Pola yang sama juga diaplikasikan di Indonesia, tentara dulu diduga membantai rakyatnya sendiri yang lemah dan miskin dengan alasan bahwa mereka adalah seorang komunis. Terkadang tuduhan tersebut tak berdasar. Para petani yang tak tahu apa-apa tentang komunisme tetap tak terhindar dari pembantaian.
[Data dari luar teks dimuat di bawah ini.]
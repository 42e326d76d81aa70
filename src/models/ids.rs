//! Strongly-typed ID wrappers
//!
//! Newtype wrappers keep expense IDs from being confused with other strings
//! at compile time while serializing as a bare UUID.

use serde::{Deserialize, Serialize};
use std::fmt;
use std::str::FromStr;
use uuid::Uuid;

macro_rules! define_id {
    ($name:ident, $display_prefix:literal) => {
        #[derive(Debug, Clone, Copy, PartialEq, Eq, Hash, Serialize, Deserialize)]
        #[serde(transparent)]
        pub struct $name(Uuid);

        impl $name {
            /// Create a new random ID
            pub fn new() -> Self {
                Self(Uuid::new_v4())
            }

            pub fn as_uuid(&self) -> &Uuid {
                &self.0
            }

            /// Parse an ID from a full UUID string
            pub fn parse(s: &str) -> Result<Self, uuid::Error> {
                Ok(Self(Uuid::parse_str(s)?))
            }
        }

        impl Default for $name {
            fn default() -> Self {
                Self::new()
            }
        }

        impl fmt::Display for $name {
            fn fmt(&self, f: &mut fmt::Formatter<'_>) -> fmt::Result {
                write!(f, "{}{}", $display_prefix, &self.0.to_string()[..8])
            }
        }

        impl From<Uuid> for $name {
            fn from(uuid: Uuid) -> Self {
                Self(uuid)
            }
        }

        impl FromStr for $name {
            type Err = uuid::Error;

            fn from_str(s: &str) -> Result<Self, Self::Err> {
                let s = s.strip_prefix($display_prefix).unwrap_or(s);
                Ok(Self(Uuid::parse_str(s)?))
            }
        }
    };
}

define_id!(ExpenseId, "exp-");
Perang terhadap komunisme di Indonesia yang dijalankan oleh AS cukup unik, mereka (TNI) memanfaatkan rakyatnya sendiri untuk membantai tetangga-tetangganya yang terduga atau dituduh komunis.
Dokumen Rahasia AS
Pada 2001, AS merilis sebuah dokumen negara yang diberi nama “Foreign Relations of the United States, 1964-1968”. Dokumen tersebut berisikan dokumen rahasia negara di periode tersebut. Di dalam dokumen tersebut dijelaskan bagaimana AS secara resmi mendorong pemerintah Indonesia untuk memberangus Partai Komunis Indonesia (PKI), menyediakan bantuan rahasia dan mendorong TNI untuk menyelesaikan tugas tersebut (Scott dalam NYR Daily). Namun, sayangnya dokumen tersebut tidak mengungkapkan kapan pembantaian tersebut direncanakan, dan kapan AS mengetahui hal tersebut.
El Salvdor dan Indonesia merupakan dua contoh negara dari sekian banyak negara-negara Dunia Ketiga yang rakyat miskinnya diperangi oleh AS dengan meminjam kekuatan tentara nasionalnya maupun tangan-tangan tetangganya seperti yang terjadi di Indonesia. Gaddis mengemukakan kalau era Perang Dingin merupakan era perdamaian yang panjang, namun Gaddis sepertinya lupa kalau sepanjang Perang Dingin banyak rakyat dari negara-negara Dunia Ketiga yang miskin dibantai atas dasar ideologi yang sama sekali tak mereka pahami.
Seperti yang dikatakan oleh Argueta, mereka berjuang “untuk sepetak tanah, demi sebuah kesempatan agar kelak anak-anaknya dapat bersekolah hingga universitas”, mungkin pada saat itu sebagian besar dari mereka yang dibantai hanya demi hal tersebut, bukan sebuah ideologi. Karena mereka tidak pernah peduli ideologi apa yang diterapkan, selama bisa memenuhi kebutuhan dasar mereka hal itu tidak jadi masalah. Namun ketika realitas mengatakan sebaliknya, mau tidak mau mereka mesti angkat senjata. Sekali lagi bukan karena sebuah ideologi, tapi karena mereka lapar.
Kepustakaan
Alexis de Tocqueville, Democracy in America, vol. 1, ch. 18, http://xroads.virginia.edu/~HYPER/DETOC/1_ch18.htm. Diakses pada 3/10/2016.
John Lewis Gaddis, The Long Peace: Inquiries into the History of the Cold War, new ed. (New York: Oxford University Press, 1989).
Margaret Scott, The Indonesia Massacre: What Did the US Know?, The New York Review, http://www.nybooks.com/daily/2015/11/02/indonesia-massacre-what-did-us-know. Diakses pada 03/10/2016
Washington Post, 29 Januari 2007.
William Blum, America's Deadliest Export Democracy: The Truth About US Foreign Policy and Everything Else, (London: Zed Book Ltd, 2013).